WHAT THE TASK REQUIRES: The answer is a number and nothing else: the count of lines in these entries containing the word "filter".

[Opening INFORMATION section]

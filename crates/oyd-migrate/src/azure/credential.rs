//! Token acquisition for Azure management and data plane calls.

use async_trait::async_trait;
use chrono::{DateTime, Duration as ChronoDuration, NaiveDateTime, TimeZone, Utc};
use reqwest::Client;
use serde_json::Value;
use std::collections::HashMap;
use std::fmt;
use std::sync::{Arc, Mutex};
use tracing::debug;

use super::http::{create_http_client, error_message, read_json};
use crate::config::{AuthMethod, AzureConfig};
use crate::constants::{AUTHORITY_HOST, IMDS_ENDPOINT};
use crate::error::{Error, Result};

/// Environment variable consulted for a service principal secret.
pub const CLIENT_SECRET_ENV: &str = "AZURE_CLIENT_SECRET";

/// Tokens this close to expiry are refreshed.
const EXPIRY_MARGIN_SECS: i64 = 300;

/// A bearer token.
#[derive(Clone, PartialEq, Eq)]
pub struct AccessToken {
    /// Raw token.
    pub token: String,
    /// Expiry, when reported.
    pub expires_on: Option<DateTime<Utc>>,
}

impl fmt::Debug for AccessToken {
    fn fmt(&self, f: &mut fmt::Formatter<'_>) -> fmt::Result {
        f.debug_struct("AccessToken")
            .field("token", &"***")
            .field("expires_on", &self.expires_on)
            .finish()
    }
}

impl AccessToken {
    /// Still usable for a few minutes.
    pub fn is_fresh(&self) -> bool {
        self.expires_on
            .map_or(true, |exp| exp - ChronoDuration::seconds(EXPIRY_MARGIN_SECS) > Utc::now())
    }
}

/// Source of bearer tokens.
#[async_trait]
pub trait TokenProvider: Send + Sync {
    /// Returns a token for an OAuth2 scope such as
    /// `https://management.azure.com/.default`.
    async fn token(&self, scope: &str) -> Result<AccessToken>;

    /// Human readable name of the credential.
    fn name(&self) -> &'static str;
}

/// Reuses the Azure CLI login.
#[derive(Debug, Clone, Default)]
pub struct AzureCliCredential {
    tenant_id: Option<String>,
}

impl AzureCliCredential {
    /// Credential bound to the CLI's default or the given tenant.
    pub fn new(tenant_id: Option<String>) -> Self {
        Self { tenant_id }
    }

    fn program() -> &'static str {
        if cfg!(windows) {
            "az.cmd"
        } else {
            "az"
        }
    }
}

#[async_trait]
impl TokenProvider for AzureCliCredential {
    async fn token(&self, scope: &str) -> Result<AccessToken> {
        let mut command = tokio::process::Command::new(Self::program());
        command.args(["account", "get-access-token", "--scope", scope, "--output", "json"]);
        if let Some(tenant) = &self.tenant_id {
            command.args(["--tenant", tenant.as_str()]);
        }

        let output = command.output().await.map_err(|e| {
            Error::authentication(format!(
                "Azure CLI not available ({e}). Install it and run 'az login'."
            ))
        })?;

        if !output.status.success() {
            let stderr = String::from_utf8_lossy(&output.stderr);
            let message = if stderr.contains("az login") {
                "Not logged in to Azure CLI. Run 'az login' first.".to_string()
            } else {
                format!("Azure CLI token request failed: {}", stderr.trim())
            };
            return Err(Error::authentication(message).with_detail("scope", scope));
        }

        parse_cli_token(&output.stdout)
    }

    fn name(&self) -> &'static str {
        "Azure CLI"
    }
}

/// Parses `az account get-access-token` output.
pub fn parse_cli_token(stdout: &[u8]) -> Result<AccessToken> {
    let data: Value = serde_json::from_slice(stdout)?;
    let token = data
        .get("accessToken")
        .and_then(Value::as_str)
        .ok_or_else(|| Error::authentication("Azure CLI returned no accessToken"))?;

    // Newer CLIs add epoch `expires_on`; older ones only a local `expiresOn`.
    let expires_on = epoch_field(&data, "expires_on").or_else(|| {
        data.get("expiresOn")
            .and_then(Value::as_str)
            .and_then(|s| NaiveDateTime::parse_from_str(s, "%Y-%m-%d %H:%M:%S%.f").ok())
            .and_then(|naive| chrono::Local.from_local_datetime(&naive).single())
            .map(|local| local.with_timezone(&Utc))
    });

    Ok(AccessToken {
        token: token.to_string(),
        expires_on,
    })
}

fn epoch_field(data: &Value, key: &str) -> Option<DateTime<Utc>> {
    let value = data.get(key)?;
    let secs = value
        .as_i64()
        .or_else(|| value.as_str().and_then(|s| s.parse().ok()))?;
    Utc.timestamp_opt(secs, 0).single()
}

fn expires_in(data: &Value) -> Option<DateTime<Utc>> {
    let value = data.get("expires_in")?;
    let secs = value
        .as_i64()
        .or_else(|| value.as_str().and_then(|s| s.parse().ok()))?;
    Some(Utc::now() + ChronoDuration::seconds(secs))
}

/// OAuth2 client credentials of an app registration.
#[derive(Clone)]
pub struct ServicePrincipalCredential {
    tenant_id: String,
    client_id: String,
    client_secret: String,
    authority: String,
    client: Client,
}

impl fmt::Debug for ServicePrincipalCredential {
    fn fmt(&self, f: &mut fmt::Formatter<'_>) -> fmt::Result {
        f.debug_struct("ServicePrincipalCredential")
            .field("tenant_id", &self.tenant_id)
            .field("client_id", &self.client_id)
            .field("authority", &self.authority)
            .finish_non_exhaustive()
    }
}

impl ServicePrincipalCredential {
    /// Credential against the public cloud authority.
    pub fn new(tenant_id: &str, client_id: &str, client_secret: &str) -> Self {
        Self {
            tenant_id: tenant_id.to_string(),
            client_id: client_id.to_string(),
            client_secret: client_secret.to_string(),
            authority: AUTHORITY_HOST.to_string(),
            client: create_http_client(),
        }
    }

    /// Overrides the authority host.
    #[must_use]
    pub fn with_authority(mut self, authority: &str) -> Self {
        self.authority = authority.trim_end_matches('/').to_string();
        self
    }
}

#[async_trait]
impl TokenProvider for ServicePrincipalCredential {
    async fn token(&self, scope: &str) -> Result<AccessToken> {
        let url = format!("{}/{}/oauth2/v2.0/token", self.authority, self.tenant_id);
        debug!("Requesting service principal token for {}", scope);

        let response = self
            .client
            .post(&url)
            .form(&[
                ("grant_type", "client_credentials"),
                ("client_id", self.client_id.as_str()),
                ("client_secret", self.client_secret.as_str()),
                ("scope", scope),
            ])
            .send()
            .await?;

        let status = response.status();
        if !status.is_success() {
            let body = response
                .text()
                .await
                .unwrap_or_else(|_| "Unknown error".to_string());
            return Err(Error::authentication(format!(
                "Service principal authentication failed: {}",
                error_message(&body)
            ))
            .with_detail("status_code", status.as_u16())
            .with_detail("client_id", self.client_id.as_str()));
        }

        let data = read_json(response).await?;
        token_from_oauth(&data)
    }

    fn name(&self) -> &'static str {
        "Service Principal"
    }
}

fn token_from_oauth(data: &Value) -> Result<AccessToken> {
    let token = data
        .get("access_token")
        .and_then(Value::as_str)
        .ok_or_else(|| Error::authentication("Token response has no access_token"))?;
    Ok(AccessToken {
        token: token.to_string(),
        expires_on: epoch_field(data, "expires_on").or_else(|| expires_in(data)),
    })
}

/// Managed identity via the instance metadata service.
#[derive(Debug, Clone)]
pub struct ManagedIdentityCredential {
    client_id: Option<String>,
    endpoint: String,
    client: Client,
}

impl ManagedIdentityCredential {
    /// System assigned identity, or a user assigned one by client id.
    pub fn new(client_id: Option<String>) -> Self {
        Self {
            client_id,
            endpoint: IMDS_ENDPOINT.to_string(),
            client: create_http_client(),
        }
    }

    /// Overrides the token endpoint.
    #[must_use]
    pub fn with_endpoint(mut self, endpoint: &str) -> Self {
        self.endpoint = endpoint.to_string();
        self
    }
}

#[async_trait]
impl TokenProvider for ManagedIdentityCredential {
    async fn token(&self, scope: &str) -> Result<AccessToken> {
        let resource = scope.trim_end_matches("/.default");
        let mut query = vec![("api-version", "2018-02-01"), ("resource", resource)];
        if let Some(client_id) = &self.client_id {
            query.push(("client_id", client_id.as_str()));
        }

        let response = self
            .client
            .get(&self.endpoint)
            .header("Metadata", "true")
            .query(&query)
            .send()
            .await
            .map_err(|e| {
                Error::authentication(format!("Managed identity endpoint unreachable: {e}"))
            })?;

        let status = response.status();
        if !status.is_success() {
            let body = response
                .text()
                .await
                .unwrap_or_else(|_| "Unknown error".to_string());
            return Err(Error::authentication(format!(
                "Managed identity token request failed: {}",
                error_message(&body)
            ))
            .with_detail("status_code", status.as_u16()));
        }

        let data = read_json(response).await?;
        token_from_oauth(&data)
    }

    fn name(&self) -> &'static str {
        "Managed Identity"
    }
}

/// Returns the same token for every scope.
#[derive(Clone)]
pub struct StaticTokenProvider {
    token: String,
}

impl StaticTokenProvider {
    /// Wraps a raw token.
    pub fn new(token: impl Into<String>) -> Self {
        Self {
            token: token.into(),
        }
    }
}

#[async_trait]
impl TokenProvider for StaticTokenProvider {
    async fn token(&self, _scope: &str) -> Result<AccessToken> {
        Ok(AccessToken {
            token: self.token.clone(),
            expires_on: None,
        })
    }

    fn name(&self) -> &'static str {
        "Static Token"
    }
}

/// Caches tokens per scope until shortly before expiry.
pub struct CachedTokenProvider {
    inner: Arc<dyn TokenProvider>,
    cache: Mutex<HashMap<String, AccessToken>>,
}

impl CachedTokenProvider {
    /// Wraps a provider.
    pub fn new(inner: Arc<dyn TokenProvider>) -> Self {
        Self {
            inner,
            cache: Mutex::new(HashMap::new()),
        }
    }
}

#[async_trait]
impl TokenProvider for CachedTokenProvider {
    async fn token(&self, scope: &str) -> Result<AccessToken> {
        let cached = self
            .cache
            .lock()
            .ok()
            .and_then(|c| c.get(scope).filter(|t| t.is_fresh()).cloned());
        if let Some(token) = cached {
            return Ok(token);
        }

        let token = self.inner.token(scope).await?;
        if let Ok(mut cache) = self.cache.lock() {
            cache.insert(scope.to_string(), token.clone());
        }
        Ok(token)
    }

    fn name(&self) -> &'static str {
        self.inner.name()
    }
}

/// Builds the credential described by an [`AzureConfig`].
///
/// A service principal secret is taken from the config, then from
/// `AZURE_CLIENT_SECRET`.
///
/// # Errors
///
/// Returns a configuration error when service principal fields are missing.
pub fn credential_from_config(azure: &AzureConfig) -> Result<Arc<dyn TokenProvider>> {
    let provider: Arc<dyn TokenProvider> = match azure.auth_method {
        AuthMethod::Cli => Arc::new(AzureCliCredential::new(azure.tenant_id.clone())),
        AuthMethod::ServicePrincipal => {
            let tenant = azure.tenant_id.as_deref().ok_or_else(|| {
                Error::Config("Service principal auth requires a tenant id".to_string())
            })?;
            let client_id = azure.client_id.as_deref().ok_or_else(|| {
                Error::Config("Service principal auth requires a client id".to_string())
            })?;
            let secret = azure
                .client_secret
                .clone()
                .or_else(|| std::env::var(CLIENT_SECRET_ENV).ok())
                .filter(|s| !s.is_empty())
                .ok_or_else(|| {
                    Error::Config(format!(
                        "Service principal auth requires a client secret (set {CLIENT_SECRET_ENV})"
                    ))
                })?;
            Arc::new(ServicePrincipalCredential::new(tenant, client_id, &secret))
        }
        AuthMethod::ManagedIdentity => Arc::new(ManagedIdentityCredential::new(
            azure.managed_identity_client_id.clone(),
        )),
    };
    Ok(Arc::new(CachedTokenProvider::new(provider)))
}

#[cfg(test)]
#[path = "credential_tests.rs"]
mod tests;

[Closing INFORMATION section]

SOLUTION TO THIS PROBLEM: 2